╭─ Records

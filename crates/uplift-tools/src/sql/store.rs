//! SQLite-backed key/value configuration store
//!
//! `SqliteConfigStore` interpolates its table name straight into SQL, since
//! SQLite cannot bind identifiers. `SecureSqliteConfigStore` is the only
//! constructor callers outside this module should use.

use super::manager::SecureSqlManager;
use crate::error::ToolResult;
use parking_lot::Mutex;
use rusqlite::{Connection, OptionalExtension, params};
use serde_json::Value;
use std::collections::BTreeMap;
use std::path::Path;
use tracing::{debug, info};
use uplift_core::{IdentifierKind, SecuritySuite};

/// JSON values keyed by string, one row per key
#[derive(Debug)]
pub struct SqliteConfigStore {
    conn: Mutex<Connection>,
    table: String,
}

impl SqliteConfigStore {
    /// Open or create the database at `path`; `table` is used verbatim
    pub fn open<P: AsRef<Path>>(path: P, table: &str) -> ToolResult<Self> {
        Self::init(Connection::open(path)?, table)
    }

    pub fn open_in_memory(table: &str) -> ToolResult<Self> {
        Self::init(Connection::open_in_memory()?, table)
    }

    fn init(conn: Connection, table: &str) -> ToolResult<Self> {
        conn.execute_batch(&format!(
            "CREATE TABLE IF NOT EXISTS {table} (
                key TEXT PRIMARY KEY,
                value TEXT NOT NULL,
                updated_at TIMESTAMP DEFAULT CURRENT_TIMESTAMP
            );"
        ))?;
        debug!(table, "config table ready");
        Ok(Self {
            conn: Mutex::new(conn),
            table: table.to_string(),
        })
    }

    pub fn table(&self) -> &str {
        &self.table
    }

    pub fn get(&self, key: &str) -> ToolResult<Option<Value>> {
        let conn = self.conn.lock();
        let raw: Option<String> = conn
            .query_row(
                &format!("SELECT value FROM {} WHERE key = ?1", self.table),
                params![key],
                |row| row.get(0),
            )
            .optional()?;
        Ok(raw.map(|raw| serde_json::from_str(&raw)).transpose()?)
    }

    pub fn set(&self, key: &str, value: &Value) -> ToolResult<()> {
        let encoded = serde_json::to_string(value)?;
        self.conn.lock().execute(
            &format!(
                "INSERT INTO {} (key, value, updated_at) VALUES (?1, ?2, CURRENT_TIMESTAMP)
                 ON CONFLICT(key) DO UPDATE SET value = excluded.value, updated_at = CURRENT_TIMESTAMP",
                self.table
            ),
            params![key, encoded],
        )?;
        Ok(())
    }

    /// Returns whether a row was removed
    pub fn delete(&self, key: &str) -> ToolResult<bool> {
        let removed = self.conn.lock().execute(
            &format!("DELETE FROM {} WHERE key = ?1", self.table),
            params![key],
        )?;
        Ok(removed > 0)
    }

    pub fn keys(&self) -> ToolResult<Vec<String>> {
        let conn = self.conn.lock();
        let mut stmt = conn.prepare(&format!("SELECT key FROM {} ORDER BY key", self.table))?;
        let keys = stmt
            .query_map([], |row| row.get(0))?
            .collect::<Result<Vec<String>, _>>()?;
        Ok(keys)
    }

    pub fn load_all(&self) -> ToolResult<BTreeMap<String, Value>> {
        let conn = self.conn.lock();
        let mut stmt = conn.prepare(&format!("SELECT key, value FROM {}", self.table))?;
        let rows = stmt
            .query_map([], |row| Ok((row.get::<_, String>(0)?, row.get::<_, String>(1)?)))?
            .collect::<Result<Vec<_>, _>>()?;

        let mut all = BTreeMap::new();
        for (key, raw) in rows {
            all.insert(key, serde_json::from_str(&raw)?);
        }
        Ok(all)
    }
}

/// `SqliteConfigStore` whose table name was validated before any SQL ran
#[derive(Debug)]
pub struct SecureSqliteConfigStore {
    store: SqliteConfigStore,
}

impl SecureSqliteConfigStore {
    pub fn open<P: AsRef<Path>>(path: P, table: &str, sql: &SecureSqlManager) -> ToolResult<Self> {
        let table = sql.require_identifier(table, IdentifierKind::Table)?;
        let store = SqliteConfigStore::open(path, &table)?;
        info!(table = %table, strict = sql.is_strict(), "config store opened");
        Ok(Self { store })
    }

    pub fn open_in_memory(table: &str, sql: &SecureSqlManager) -> ToolResult<Self> {
        let table = sql.require_identifier(table, IdentifierKind::Table)?;
        Ok(Self {
            store: SqliteConfigStore::open_in_memory(&table)?,
        })
    }

    pub fn from_suite<P: AsRef<Path>>(suite: &SecuritySuite, path: P, table: &str) -> ToolResult<Self> {
        Self::open(path, table, &SecureSqlManager::from_suite(suite))
    }

    pub fn table(&self) -> &str {
        self.store.table()
    }

    pub fn get(&self, key: &str) -> ToolResult<Option<Value>> {
        self.store.get(key)
    }

    pub fn set(&self, key: &str, value: &Value) -> ToolResult<()> {
        self.store.set(key, value)
    }

    pub fn delete(&self, key: &str) -> ToolResult<bool> {
        self.store.delete(key)
    }

    pub fn keys(&self) -> ToolResult<Vec<String>> {
        self.store.keys()
    }

    pub fn load_all(&self) -> ToolResult<BTreeMap<String, Value>> {
        self.store.load_all()
    }
}

#[cfg(test)]
mod tests {
    use super::*;
    use crate::error::ToolError;
    use serde_json::json;
    use tempfile::TempDir;
    use uplift_core::{SecurityError, SqlRisk};

    #[test]
    fn test_store_round_trip() {
        let store = SqliteConfigStore::open_in_memory("settings").unwrap();
        assert_eq!(store.get("missing").unwrap(), None);

        store.set("theme", &json!("dark")).unwrap();
        store.set("limits", &json!({"max": 3})).unwrap();
        store.set("theme", &json!("light")).unwrap();

        assert_eq!(store.get("theme").unwrap(), Some(json!("light")));
        assert_eq!(store.keys().unwrap(), vec!["limits", "theme"]);
        assert_eq!(store.load_all().unwrap()["limits"], json!({"max": 3}));

        assert!(store.delete("theme").unwrap());
        assert!(!store.delete("theme").unwrap());
        assert_eq!(store.keys().unwrap(), vec!["limits"]);
    }

    #[test]
    fn test_store_persists_on_disk() {
        let dir = TempDir::new().unwrap();
        let db = dir.path().join("config.db");
        SqliteConfigStore::open(&db, "settings")
            .unwrap()
            .set("k", &json!(1))
            .unwrap();
        let reopened = SqliteConfigStore::open(&db, "settings").unwrap();
        assert_eq!(reopened.get("k").unwrap(), Some(json!(1)));
    }

    #[test]
    fn test_secure_store_rejects_injected_table_name() {
        let sql = SecureSqlManager::new(false);
        let err = SecureSqliteConfigStore::open_in_memory("users; DROP TABLE users", &sql)
            .unwrap_err();
        match err {
            ToolError::Security(SecurityError::SqlRejected { risk, .. }) => {
                assert_eq!(risk, SqlRisk::Dangerous)
            }
            other => panic!("unexpected error: {other}"),
        }
        assert!(!sql.get_audit_log(1)[0].success);
    }

    #[test]
    fn test_secure_store_strictness() {
        let lenient = SecureSqlManager::new(false);
        let store = SecureSqliteConfigStore::open_in_memory("app__config", &lenient).unwrap();
        store.set("a", &json!(true)).unwrap();
        assert_eq!(store.get("a").unwrap(), Some(json!(true)));

        let strict = SecureSqlManager::new(true);
        assert!(SecureSqliteConfigStore::open_in_memory("app__config", &strict).is_err());
        assert!(SecureSqliteConfigStore::open_in_memory("app_config", &strict).is_ok());
    }

    #[test]
    fn test_secure_store_rejects_keyword_table() {
        let sql = SecureSqlManager::new(false);
        let err = SecureSqliteConfigStore::open_in_memory("select", &sql).unwrap_err();
        assert!(err.is_security_violation());
    }
}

╰─

Prompt
In the data above, which lines have "path"? Report each of them.

Solution to this task
use std::path::Path;
    /// Open or create the database at `path`; `table` is used verbatim
    pub fn open<P: AsRef<Path>>(path: P, table: &str) -> ToolResult<Self> {
        Self::init(Connection::open(path)?, table)
    pub fn open<P: AsRef<Path>>(path: P, table: &str, sql: &SecureSqlManager) -> ToolResult<Self> {
        let store = SqliteConfigStore::open(path, &table)?;
    pub fn from_suite<P: AsRef<Path>>(suite: &SecuritySuite, path: P, table: &str) -> ToolResult<Self> {
        Self::open(path, table, &SecureSqlManager::from_suite(suite))
        let db = dir.path().join("config.db");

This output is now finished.